We put time and energy and love into and it basically got ignored despite our best efforts. When we weren't finding success we pivoted to make the site free, since everything on the internet was going that way. But we just couldn’t get that fickle popularity traction, even though we worked hard at it. We started with a small amount of investor money from friends and family. Nothing on the order of an actual startup but a significant amount at that time in our lives. That was stolen, in its entirety, by an unscrupulous lawyer who padded his fees for writing some basic documents for us and then disappeared (after threatening to *double* our invoice amount if we tried to dispute the cost). It was stupid and unfair and people tended to assume we were responsible for it happening somehow (even though the lawyer came recommended from a family friend), which stung even more.

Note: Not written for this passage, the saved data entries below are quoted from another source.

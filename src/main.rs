// CI AWS Credentials - validate temporary credentials and persist them as a
// named profile in the shared credentials file.
//
// Credentials are obtained elsewhere in the pipeline; this binary only checks
// who they belong to and writes them where the AWS tooling will find them.

use anyhow::{Context, Result};
use clap::{Args as ClapArgs, Parser, Subcommand};
use std::path::{Path, PathBuf};
use std::time::Duration;

use ci_aws_credentials::config::{LogLevel, PartialCredentials, Settings};
use ci_aws_credentials::identity::{IdentityValidator, StsIdentityLookup, StsLookupConfig};
use ci_aws_credentials::{sanitize, sanitize_tag_value, CredentialsStore};

/// CI AWS Credentials - validate and persist temporary AWS credentials
#[derive(Parser)]
#[command(name = "ci-aws-credentials")]
#[command(about = "Validate temporary AWS credentials and save them to the shared credentials file")]
#[command(version)]
struct Args {
    /// Enable verbose logging
    #[arg(short, long, global = true)]
    verbose: bool,

    /// Emit logs as JSON lines
    #[arg(long, global = true)]
    log_json: bool,

    /// Settings file path
    #[arg(short, long, global = true)]
    config: Option<PathBuf>,

    #[command(subcommand)]
    command: Command,
}

#[derive(Subcommand)]
enum Command {
    /// Save credentials as a named profile
    Save {
        /// Profile name to write
        #[arg(short, long)]
        profile: String,

        /// Validate the credentials before saving
        #[arg(long)]
        validate: bool,

        #[command(flatten)]
        expectations: ExpectationArgs,

        #[command(flatten)]
        credentials: CredentialArgs,
    },

    /// Check that credentials belong to the expected identity
    Validate {
        #[command(flatten)]
        expectations: ExpectationArgs,

        #[command(flatten)]
        credentials: CredentialArgs,
    },

    /// Print a value with unsafe characters replaced
    Sanitize {
        /// Value to sanitize
        value: String,

        /// Also truncate to the session tag value limit
        #[arg(long)]
        tag: bool,
    },
}

#[derive(ClapArgs)]
struct CredentialArgs {
    /// Access key id
    #[arg(long, env = "AWS_ACCESS_KEY_ID", hide_env_values = true)]
    access_key_id: Option<String>,

    /// Secret access key
    #[arg(long, env = "AWS_SECRET_ACCESS_KEY", hide_env_values = true)]
    secret_access_key: Option<String>,

    /// Session token
    #[arg(long, env = "AWS_SESSION_TOKEN", hide_env_values = true)]
    session_token: Option<String>,

    /// Read credentials from STS JSON output; takes precedence over the
    /// individual values
    #[arg(long)]
    from_json: Option<PathBuf>,
}

#[derive(ClapArgs)]
struct ExpectationArgs {
    /// Access key id the looked-up identity must report
    #[arg(long)]
    expected_access_key_id: Option<String>,

    /// Require a chained role session
    #[arg(long)]
    role_chaining: bool,
}

#[tokio::main]
async fn main() -> Result<()> {
    let args = Args::parse();

    let (settings, ignored) = Settings::load(args.config.as_deref()).await?;

    // Initialize logging
    init_logging(args.verbose, args.log_json, &settings.log_level)?;
    for message in &ignored {
        tracing::warn!("{}", message);
    }

    match args.command {
        Command::Save {
            profile,
            validate,
            expectations,
            credentials,
        } => {
            let credentials = credentials.resolve().await?;
            if validate {
                validate_credentials(&settings, &credentials, &expectations).await?;
            }

            let store = CredentialsStore::new(&settings)?;
            store
                .save_credentials_to_config(Some(&profile), Some(&credentials))
                .await?;
            println!(
                "Saved profile [{}] to {}",
                profile,
                store.paths().credentials_file.display()
            );
        }
        Command::Validate {
            expectations,
            credentials,
        } => {
            let credentials = credentials.resolve().await?;
            validate_credentials(&settings, &credentials, &expectations).await?;
            println!("Credentials validated");
        }
        Command::Sanitize { value, tag } => {
            let sanitized = if tag {
                sanitize_tag_value(&value)
            } else {
                sanitize(&value)
            };
            println!("{}", sanitized);
        }
    }

    Ok(())
}

impl CredentialArgs {
    /// Collect credentials from the JSON file or from flags and environment
    async fn resolve(self) -> Result<PartialCredentials> {
        let credentials = match &self.from_json {
            Some(path) => read_sts_json(path).await?,
            None => PartialCredentials {
                access_key_id: self.access_key_id,
                secret_access_key: self.secret_access_key,
                session_token: self.session_token,
                expiration: None,
            },
        };

        if credentials.is_expired() {
            tracing::warn!(
                "Credentials expired at {}",
                credentials.expiration.map(|e| e.to_rfc3339()).unwrap_or_default()
            );
        }

        Ok(credentials)
    }
}

async fn read_sts_json(path: &Path) -> Result<PartialCredentials> {
    let content = tokio::fs::read_to_string(path)
        .await
        .with_context(|| format!("Failed to read credentials JSON {:?}", path))?;

    PartialCredentials::from_sts_json(&content)
        .with_context(|| format!("Failed to parse credentials JSON {:?}", path))
}

async fn validate_credentials(
    settings: &Settings,
    credentials: &PartialCredentials,
    expectations: &ExpectationArgs,
) -> Result<()> {
    let config = StsLookupConfig {
        region: settings.validation.region.clone(),
        endpoint_url: settings.validation.endpoint_url.clone(),
        timeout: Duration::from_secs(settings.validation.lookup_timeout_seconds),
    };

    // Nothing supplied: validate whatever the default provider chain resolves
    let lookup = if credentials.is_empty() {
        StsIdentityLookup::from_default_chain(&config).await?
    } else {
        StsIdentityLookup::with_credentials(&credentials.complete()?, &config).await
    };

    let validator = IdentityValidator::new(lookup)
        .with_retry(settings.retry.options.clone())
        .with_retry_enabled(settings.retry.enabled)
        .with_chained_session_marker(settings.validation.chained_session_marker.clone());

    validator
        .validate_credentials(
            expectations.expected_access_key_id.as_deref(),
            expectations.role_chaining,
        )
        .await
        .context("Credential validation failed")?;

    tracing::info!("Credentials validated");
    Ok(())
}

/// Initialize logging based on verbosity level
fn init_logging(verbose: bool, json: bool, level: &LogLevel) -> Result<()> {
    use tracing_subscriber::{layer::SubscriberExt, util::SubscriberInitExt};

    let log_level = if verbose {
        "debug".to_string()
    } else {
        level.to_string()
    };

    let filter = tracing_subscriber::EnvFilter::try_from_default_env()
        .unwrap_or_else(|_| format!("ci_aws_credentials={}", log_level).into());

    // Logs go to stderr so stdout stays usable in pipelines
    let registry = tracing_subscriber::registry().with(filter);
    if json {
        registry
            .with(tracing_subscriber::fmt::layer().json().with_writer(std::io::stderr))
            .try_init()?;
    } else {
        registry
            .with(tracing_subscriber::fmt::layer().with_writer(std::io::stderr))
            .try_init()?;
    }

    Ok(())
}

But the point is -- it failed.
I tell this story here in solidarity because I know how deeply it can hurt when The Plan falls apart.
After some years of reflection on it my thoughts are: fuck internet things.
Just kidding. Sort of. But I guess I see a lot of the bad side of the Internet (and adult life in general) as being not so different from high school popularity. It's fickle and unfair, and worse in some ways because we're told that stuff is all over once you become an adult.
And just like high school, what really matters is having a small circle of close friends with whom you form deeper relationships. As you said here:
"…I love making my simple, cozy, heartfelt relaxation videos that provide me with a creative outlet and bring calm and comfort to people, people who are real and important and matter, people who are more than numbers ticking upwards on a screen. "
This is exactly right. But still, I have to work at reminding myself of this fact because there's always that little voice that says shouldn't you just be able to be successful if you are likable and smart and try hard enough? If your writing was really good, wouldn’t your substack "take off"?
That's The Plan talking. So I have to keep reminding myself, it seems, that living life -- with all that entails -- really is enough.
Love to you, and deep appreciation for this post.